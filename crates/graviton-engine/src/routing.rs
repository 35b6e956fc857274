//! Routing graph: which modules run, in what order, and how the active set
//! is swapped without a pop.
//!
//! Topology selects *which* modules are active; processing mode permutes
//! their order. A mode change is gated by a 50 ms crossfade: gain ramps to
//! silence, the order is swapped and every module reset, then gain ramps
//! back. Topology swaps are expected to arrive under the preset transition
//! controller's silence, so `load_topology` applies immediately (and is a
//! no-op for the already-active topology).

use graviton_core::LinearRamp;
use tracing::warn;

use crate::modules::{BlockParams, DspModule, ModuleKind, build_module};

/// Mode crossfade length.
pub const MODE_FADE_MS: f32 = 50.0;

/// Named module topologies. Each is a fixed ordered list of active modules.
#[derive(Debug, Clone, Copy, PartialEq, Eq, Default)]
pub enum Topology {
    /// Diffusion into a comb tank; the classic chamber.
    #[default]
    Traditional,
    /// Resonant combs feeding scattered grain taps.
    MetallicGranular,
    /// Tank with a long late-field bloom behind it.
    DeepField,
    /// Warped delay into bloom, almost no early body.
    Shimmerwash,
    /// Everything before the bloom: the densest preset.
    EventHorizon,
    /// Grains first, diffused into the wash.
    DustChoir,
    /// Resonator-forward lattice with a tank tail.
    SingingLattice,
    /// Warp, grains and resonator only; no reverberant body.
    NullPoint,
}

impl Topology {
    /// Every topology, selector order.
    pub const ALL: [Topology; 8] = [
        Topology::Traditional,
        Topology::MetallicGranular,
        Topology::DeepField,
        Topology::Shimmerwash,
        Topology::EventHorizon,
        Topology::DustChoir,
        Topology::SingingLattice,
        Topology::NullPoint,
    ];

    /// Topology for a selector index; out-of-range clamps to Traditional.
    pub fn from_index(index: usize) -> Topology {
        *Self::ALL.get(index).unwrap_or(&Topology::Traditional)
    }

    /// Selector index.
    pub fn index(self) -> usize {
        Self::ALL.iter().position(|&t| t == self).unwrap_or(0)
    }

    /// Stable name used by the preset schema.
    pub const fn as_str(self) -> &'static str {
        match self {
            Topology::Traditional => "traditional",
            Topology::MetallicGranular => "metallicGranular",
            Topology::DeepField => "deepField",
            Topology::Shimmerwash => "shimmerwash",
            Topology::EventHorizon => "eventHorizon",
            Topology::DustChoir => "dustChoir",
            Topology::SingingLattice => "singingLattice",
            Topology::NullPoint => "nullPoint",
        }
    }

    /// Look up a topology by its stable name.
    pub fn from_str_name(name: &str) -> Option<Topology> {
        Self::ALL.iter().copied().find(|t| t.as_str() == name)
    }

    /// Active modules in their base (Focused) order.
    pub const fn modules(self) -> &'static [ModuleKind] {
        match self {
            Topology::Traditional => &[ModuleKind::Diffuser, ModuleKind::Tank],
            Topology::MetallicGranular => {
                &[ModuleKind::Diffuser, ModuleKind::Resonator, ModuleKind::Grains]
            }
            Topology::DeepField => &[ModuleKind::Diffuser, ModuleKind::Tank, ModuleKind::Bloom],
            Topology::Shimmerwash => &[ModuleKind::Diffuser, ModuleKind::Warp, ModuleKind::Bloom],
            Topology::EventHorizon => &[
                ModuleKind::Diffuser,
                ModuleKind::Tank,
                ModuleKind::Warp,
                ModuleKind::Bloom,
            ],
            Topology::DustChoir => &[ModuleKind::Grains, ModuleKind::Diffuser, ModuleKind::Bloom],
            Topology::SingingLattice => {
                &[ModuleKind::Resonator, ModuleKind::Diffuser, ModuleKind::Tank]
            }
            Topology::NullPoint => &[ModuleKind::Warp, ModuleKind::Grains, ModuleKind::Resonator],
        }
    }
}

/// Orthogonal reordering of the active module list.
#[derive(Debug, Clone, Copy, PartialEq, Eq, Default)]
pub enum ProcessingMode {
    /// The topology's declared order.
    #[default]
    Focused,
    /// Rotated by one: the tail-maker runs first and gets re-fed.
    Blooming,
    /// Reversed order.
    Entropic,
}

impl ProcessingMode {
    /// Every mode, selector order.
    pub const ALL: [ProcessingMode; 3] = [
        ProcessingMode::Focused,
        ProcessingMode::Blooming,
        ProcessingMode::Entropic,
    ];

    /// Mode for a selector index; out-of-range clamps to Focused.
    pub fn from_index(index: usize) -> ProcessingMode {
        *Self::ALL.get(index).unwrap_or(&ProcessingMode::Focused)
    }

    /// Selector index.
    pub fn index(self) -> usize {
        Self::ALL.iter().position(|&m| m == self).unwrap_or(0)
    }

    /// Stable name used by the preset schema.
    pub const fn as_str(self) -> &'static str {
        match self {
            ProcessingMode::Focused => "focused",
            ProcessingMode::Blooming => "blooming",
            ProcessingMode::Entropic => "entropic",
        }
    }

    /// Look up a mode by its stable name.
    pub fn from_str_name(name: &str) -> Option<ProcessingMode> {
        Self::ALL.iter().copied().find(|m| m.as_str() == name)
    }

    /// Apply this ordering to a base list, writing into `out`.
    fn order(self, base: &[ModuleKind], out: &mut [ModuleKind; 6]) -> usize {
        let len = base.len().min(out.len());
        match self {
            ProcessingMode::Focused => out[..len].copy_from_slice(&base[..len]),
            ProcessingMode::Blooming => {
                for (i, slot) in out[..len].iter_mut().enumerate() {
                    *slot = base[(i + len - 1) % len];
                }
            }
            ProcessingMode::Entropic => {
                for (i, slot) in out[..len].iter_mut().enumerate() {
                    *slot = base[len - 1 - i];
                }
            }
        }
        len
    }
}

/// Mode crossfade state.
#[derive(Debug, Clone, Copy, PartialEq, Eq)]
enum FadeState {
    Stable,
    FadingOut { pending: ProcessingMode },
    FadingIn,
}

/// Owns the module instances and executes the active topology each block.
pub struct RoutingGraph {
    modules: [Box<dyn DspModule>; 6],
    topology: Topology,
    mode: ProcessingMode,
    /// Active processing order, first `active_len` entries valid.
    order: [ModuleKind; 6],
    active_len: usize,
    fade: FadeState,
    fade_gain: LinearRamp,
    prepared: bool,
}

impl RoutingGraph {
    /// Graph with every module constructed but unprepared.
    pub fn new() -> Self {
        let modules = [
            build_module(ModuleKind::Tank),
            build_module(ModuleKind::Diffuser),
            build_module(ModuleKind::Resonator),
            build_module(ModuleKind::Grains),
            build_module(ModuleKind::Warp),
            build_module(ModuleKind::Bloom),
        ];
        let mut graph = Self {
            modules,
            topology: Topology::Traditional,
            mode: ProcessingMode::Focused,
            order: [ModuleKind::Tank; 6],
            active_len: 0,
            fade: FadeState::Stable,
            fade_gain: LinearRamp::new(1.0, 48000.0, MODE_FADE_MS),
            prepared: false,
        };
        graph.rebuild_order();
        graph
    }

    /// Allocate every module's resources up front; nothing allocates after.
    pub fn prepare(&mut self, sample_rate: f32, block_size: usize, _channels: usize) {
        for module in &mut self.modules {
            module.prepare(sample_rate, block_size);
        }
        self.fade_gain = LinearRamp::new(1.0, sample_rate, MODE_FADE_MS);
        self.prepared = true;
    }

    /// Switch the active topology. Idempotent: re-loading the current
    /// topology changes nothing. Callers are expected to hold transition
    /// silence around a genuine switch; the swap itself is immediate.
    pub fn load_topology(&mut self, topology: Topology) {
        if topology == self.topology {
            return;
        }
        self.topology = topology;
        self.rebuild_order();
        self.reset();
    }

    /// Switch the processing mode with no crossfade. Only valid while the
    /// caller holds transition silence (preset application).
    pub fn set_processing_mode_immediate(&mut self, mode: ProcessingMode) {
        self.mode = mode;
        self.rebuild_order();
        self.reset();
        self.fade = FadeState::Stable;
        self.fade_gain.snap(1.0);
    }

    /// Request a processing-mode change, starting (or re-targeting) the
    /// crossfade. Requesting the current mode outside a fade is a no-op.
    pub fn set_processing_mode(&mut self, mode: ProcessingMode) {
        match self.fade {
            FadeState::Stable if mode == self.mode => {}
            FadeState::Stable => {
                self.fade = FadeState::FadingOut { pending: mode };
                self.fade_gain.retarget(0.0);
            }
            // A second request mid-fade restarts the fade-out from the
            // current gain; state is never corrupted, just re-targeted.
            FadeState::FadingOut { .. } | FadeState::FadingIn => {
                self.fade = FadeState::FadingOut { pending: mode };
                self.fade_gain.retarget(0.0);
            }
        }
    }

    /// Active topology.
    pub fn topology(&self) -> Topology {
        self.topology
    }

    /// Active (or pending, while fading) processing mode.
    pub fn processing_mode(&self) -> ProcessingMode {
        match self.fade {
            FadeState::FadingOut { pending } => pending,
            _ => self.mode,
        }
    }

    /// Whether a mode crossfade is in flight.
    pub fn is_fading(&self) -> bool {
        self.fade != FadeState::Stable
    }

    /// Current crossfade gain (1.0 when stable). Exposed for metering.
    pub fn mode_fade_gain(&self) -> f32 {
        self.fade_gain.value()
    }

    /// Active module order for this block.
    pub fn active_order(&self) -> &[ModuleKind] {
        &self.order[..self.active_len]
    }

    /// Clear every module's internal state.
    pub fn reset(&mut self) {
        for module in &mut self.modules {
            module.reset();
        }
    }

    /// Process one stereo block through the active order, then apply the
    /// mode crossfade gain per sample.
    pub fn process(&mut self, left: &mut [f32], right: &mut [f32], params: &BlockParams<'_>) {
        if !self.prepared {
            warn!("routing graph processed before prepare; passing audio through");
            return;
        }

        // Fade boundary checks happen at block start only: the module set
        // is mutated exactly when the gain has settled at silence.
        match self.fade {
            FadeState::FadingOut { pending } if self.fade_gain.is_settled() => {
                self.mode = pending;
                self.rebuild_order();
                self.reset();
                self.fade = FadeState::FadingIn;
                self.fade_gain.retarget(1.0);
            }
            FadeState::FadingIn if self.fade_gain.is_settled() => {
                self.fade = FadeState::Stable;
            }
            _ => {}
        }

        for slot in 0..self.active_len {
            let module = &mut self.modules[self.order[slot].index()];
            module.push_params(params);
            module.process(left, right);
        }

        if self.fade == FadeState::Stable {
            return;
        }
        let n = left.len().min(right.len());
        for i in 0..n {
            let gain = self.fade_gain.next();
            left[i] *= gain;
            right[i] *= gain;
        }
    }

    fn rebuild_order(&mut self) {
        self.active_len = self.mode.order(self.topology.modules(), &mut self.order);
    }
}

impl Default for RoutingGraph {
    fn default() -> Self {
        Self::new()
    }
}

* * * *

### REQUIRED WORK
Please say how many lines in the records contain the word "SingingLattice", and give only that number.

### SOLUTION
4